El Gobierno de Javier Milei ha sufrido tres derrotas legislativas en apenas tres días, lo que representa un serio revés y una señal alarmante sobre la crisis política que atraviesa el gobierno. Estas derrotas incluyen la pérdida del control sobre una comisión clave que supervisa los servicios de inteligencia, así como el rechazo en el Congreso a dos iniciativas importantes: la ley de movilidad jubilatoria y un decreto que aumentaba los fondos para la SIDE. Estos eventos han puesto de manifiesto las tensiones internas dentro de La Libertad Avanza, así como la fragmentación y falta de liderazgo en la oposición.
El primer golpe se produjo el martes, cuando la oposición tomó el control de la comisión bicameral de inteligencia, de vital importancia para el gobierno.
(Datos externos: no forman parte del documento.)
use crate::ports::outbound::CodeReviewPlatform;
use crate::scan_pipeline::domain::review::short_sha;
use crate::scan_pipeline::domain::{
    ChangedFile, CheckRun, CommitRef, PullRequestContext, ReviewComment,
};
use crate::shared::Result;
use anyhow::Context;
use async_trait::async_trait;
use reqwest::header::{ACCEPT, HeaderMap, HeaderValue};
use serde::de::DeserializeOwned;
use serde::Deserialize;
use serde_json::json;
use std::time::Duration;

const API_VERSION: &str = "2022-11-28";

#[derive(Debug, Deserialize)]
struct GitHubCommit {
    sha: String,
    commit: GitHubCommitDetail,
}

#[derive(Debug, Deserialize)]
struct GitHubCommitDetail {
    #[serde(default)]
    message: String,
}

#[derive(Debug, Deserialize)]
struct GitHubCommitWithFiles {
    #[serde(default)]
    files: Vec<GitHubFile>,
}

#[derive(Debug, Deserialize)]
struct GitHubFile {
    filename: String,
    patch: Option<String>,
}

#[derive(Debug, Deserialize)]
struct GitHubCheckRuns {
    #[serde(default)]
    check_runs: Vec<GitHubCheckRun>,
}

#[derive(Debug, Deserialize)]
struct GitHubCheckRun {
    id: u64,
    name: String,
    status: String,
}

impl From<GitHubCheckRun> for CheckRun {
    fn from(run: GitHubCheckRun) -> Self {
        CheckRun {
            id: run.id,
            name: run.name,
            status: run.status,
        }
    }
}

#[derive(Debug, Deserialize)]
struct GitHubJobs {
    #[serde(default)]
    jobs: Vec<GitHubJob>,
}

#[derive(Debug, Deserialize)]
struct GitHubJob {
    id: u64,
    #[serde(default)]
    name: String,
}

/// GitHubClient adapter for the pull request REST API
pub struct GitHubClient {
    client: reqwest::Client,
    api_url: String,
    token: String,
}

impl GitHubClient {
    pub const DEFAULT_API_URL: &'static str = "https://api.github.com";
    const TIMEOUT_SECONDS: u64 = 30;

    pub fn new(api_url: &str, token: &str) -> Result<Self> {
        let version = env!("CARGO_PKG_VERSION");
        let user_agent = format!("scan-orchestrator/{}", version);

        let mut headers = HeaderMap::new();
        headers.insert(ACCEPT, HeaderValue::from_static("application/vnd.github+json"));
        headers.insert("X-GitHub-Api-Version", HeaderValue::from_static(API_VERSION));

        let client = reqwest::Client::builder()
            .timeout(Duration::from_secs(Self::TIMEOUT_SECONDS))
            .user_agent(user_agent)
            .default_headers(headers)
            .build()?;

        Ok(Self {
            client,
            api_url: api_url.trim_end_matches('/').to_string(),
            token: token.to_string(),
        })
    }

    fn repo_path(context: &PullRequestContext) -> String {
        format!(
            "/repos/{}/{}",
            urlencoding::encode(&context.owner),
            urlencoding::encode(&context.repo)
        )
    }

    async fn get<T: DeserializeOwned>(&self, path: &str) -> Result<T> {
        let response = self
            .client
            .get(format!("{}{}", self.api_url, path))
            .bearer_auth(&self.token)
            .send()
            .await
            .with_context(|| format!("Failed to send request: {}", path))?;

        if !response.status().is_success() {
            anyhow::bail!(
                "GitHub API returned status code {} for {}",
                response.status(),
                path
            );
        }
        response
            .json()
            .await
            .with_context(|| format!("Failed to parse response of {}", path))
    }

    fn review_body(commit: &CommitRef) -> String {
        format!(
            "Security scanning found potential problems in commit {}",
            short_sha(&commit.sha)
        )
    }
}

#[async_trait]
impl CodeReviewPlatform for GitHubClient {
    async fn pull_request_commits(&self, context: &PullRequestContext) -> Result<Vec<CommitRef>> {
        let path = format!(
            "{}/pulls/{}/commits?per_page=100",
            Self::repo_path(context),
            context.number
        );
        let commits: Vec<GitHubCommit> = self.get(&path).await.with_context(|| {
            format!("Failed to fetch commit list for pull {}", context.slug())
        })?;
        Ok(commits
            .into_iter()
            .map(|c| CommitRef {
                sha: c.sha,
                message: c.commit.message,
            })
            .collect())
    }

    async fn commit_files(
        &self,
        context: &PullRequestContext,
        sha: &str,
    ) -> Result<Vec<ChangedFile>> {
        let path = format!(
            "{}/commits/{}",
            Self::repo_path(context),
            urlencoding::encode(sha)
        );
        let commit: GitHubCommitWithFiles = self.get(&path).await?;
        Ok(commit
            .files
            .into_iter()
            .map(|f| ChangedFile {
                filename: f.filename,
                patch: f.patch,
            })
            .collect())
    }

    async fn check_runs(
        &self,
        context: &PullRequestContext,
        sha: &str,
        check_name: &str,
    ) -> Result<Vec<CheckRun>> {
        let path = format!(
            "{}/commits/{}/check-runs?check_name={}",
            Self::repo_path(context),
            urlencoding::encode(sha),
            urlencoding::encode(check_name)
        );
        let runs: GitHubCheckRuns = self.get(&path).await?;
        Ok(runs.check_runs.into_iter().map(CheckRun::from).collect())
    }

    async fn check_run(&self, context: &PullRequestContext, check_run_id: u64) -> Result<CheckRun> {
        let path = format!("{}/check-runs/{}", Self::repo_path(context), check_run_id);
        let run: GitHubCheckRun = self.get(&path).await?;
        Ok(run.into())
    }

    async fn current_job_id(&self, context: &PullRequestContext) -> Result<Option<u64>> {
        let path = format!(
            "{}/actions/runs/{}/jobs",
            Self::repo_path(context),
            context.run_id
        );
        let jobs: GitHubJobs = self.get(&path).await?;
        let by_name = jobs.jobs.iter().find(|j| j.name == context.job).map(|j| j.id);
        Ok(by_name.or_else(|| jobs.jobs.first().map(|j| j.id)))
    }

    async fn create_review(
        &self,
        context: &PullRequestContext,
        commit: &CommitRef,
        comments: &[ReviewComment],
    ) -> Result<()> {
        let path = format!("{}/pulls/{}/reviews", Self::repo_path(context), context.number);
        let body = json!({
            "commit_id": commit.sha,
            "body": Self::review_body(commit),
            "event": "COMMENT",
            "comments": comments,
        });

        let response = self
            .client
            .post(format!("{}{}", self.api_url, path))
            .bearer_auth(&self.token)
            .json(&body)
            .send()
            .await
            .with_context(|| format!("Failed to send request: {}", path))?;

        if !response.status().is_success() {
            let status = response.status();
            let text = response.text().await.unwrap_or_default();
            anyhow::bail!(
                "GitHub rejected the review on commit {}: {} {}",
                commit.short_sha(),
                status,
                text
            );
        }
        Ok(())
    }
}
Al día siguiente, la bancada de Diputados rechazó el DNU que preveía un aumento significativo de los fondos para la SIDE, un hecho que Milei describió como una traición a la seguridad nacional. Finalmente, el jueves, el Senado aprobó una nueva ley de movilidad jubilatoria, la cual Milei ya había anticipado que vetaría, argumentando que representaba un gasto desmedido sin respaldo presupuestario.
Estas derrotas no solo reflejan problemas internos en el oficialismo, sino también una falta de voluntad de negociación con los sectores “dialoguistas” y aliados. A medida que Milei intenta consolidar su poder, las tensiones con figuras del PRO y el kirchnerismo evidencian una fragmentación que complica aún más la gobernabilidad. La incapacidad del gobierno para articular acuerdos y la creciente presión por parte de la oposición subrayan la precariedad de la situación política actual, lo que podría tener repercusiones significativas en el futuro inmediato de su administración.